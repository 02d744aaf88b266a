use web_sys::console;

pub fn set_panic_hook() {
    // When the `console_error_panic_hook` feature is enabled, we can call the
    // `set_panic_hook` function at least once during initialization, and then
    // we will get better error messages if our code ever panics.
    #[cfg(feature = "console_error_panic_hook")]
    console_error_panic_hook::set_once();
}

pub fn log(msg: &str) {
    console::log_1(&msg.into());
}

pub fn warn(msg: &str) {
    console::warn_1(&msg.into());
}

// Scope timer, shows up in the browser's console timeline
pub struct Timer<'a> {
    name: &'a str,
}

impl<'a> Timer<'a> {
    pub fn new(name: &'a str) -> Timer<'a> {
        console::time_with_label(name);
        Timer { name }
    }

    // Only times when profiling is switched on
    pub fn maybe(enabled: bool, name: &'a str) -> Option<Timer<'a>> {
        if enabled {
            Some(Timer::new(name))
        } else {
            None
        }
    }
}

impl<'a> Drop for Timer<'a> {
    fn drop(&mut self) {
        console::time_end_with_label(self.name);
    }
}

########

# Problem requirements
Each entry above is to be set down again in exactly the same words.

# Answer to this problem
repository 02d744aaf88b266a
use web_sys::console;

pub fn set_panic_hook() {
    // When the `console_error_panic_hook` feature is enabled, we can call the
    // `set_panic_hook` function at least once during initialization, and then
    // we will get better error messages if our code ever panics.
    #[cfg(feature = "console_error_panic_hook")]
    console_error_panic_hook::set_once();
}

pub fn log(msg: &str) {
    console::log_1(&msg.into());
}

pub fn warn(msg: &str) {
    console::warn_1(&msg.into());
}

// Scope timer, shows up in the browser's console timeline
pub struct Timer<'a> {
    name: &'a str,
}

impl<'a> Timer<'a> {
    pub fn new(name: &'a str) -> Timer<'a> {
        console::time_with_label(name);
        Timer { name }
    }

    // Only times when profiling is switched on
    pub fn maybe(enabled: bool, name: &'a str) -> Option<Timer<'a>> {
        if enabled {
            Some(Timer::new(name))
        } else {
            None
        }
    }
}

impl<'a> Drop for Timer<'a> {
    fn drop(&mut self) {
        console::time_end_with_label(self.name);
    }
}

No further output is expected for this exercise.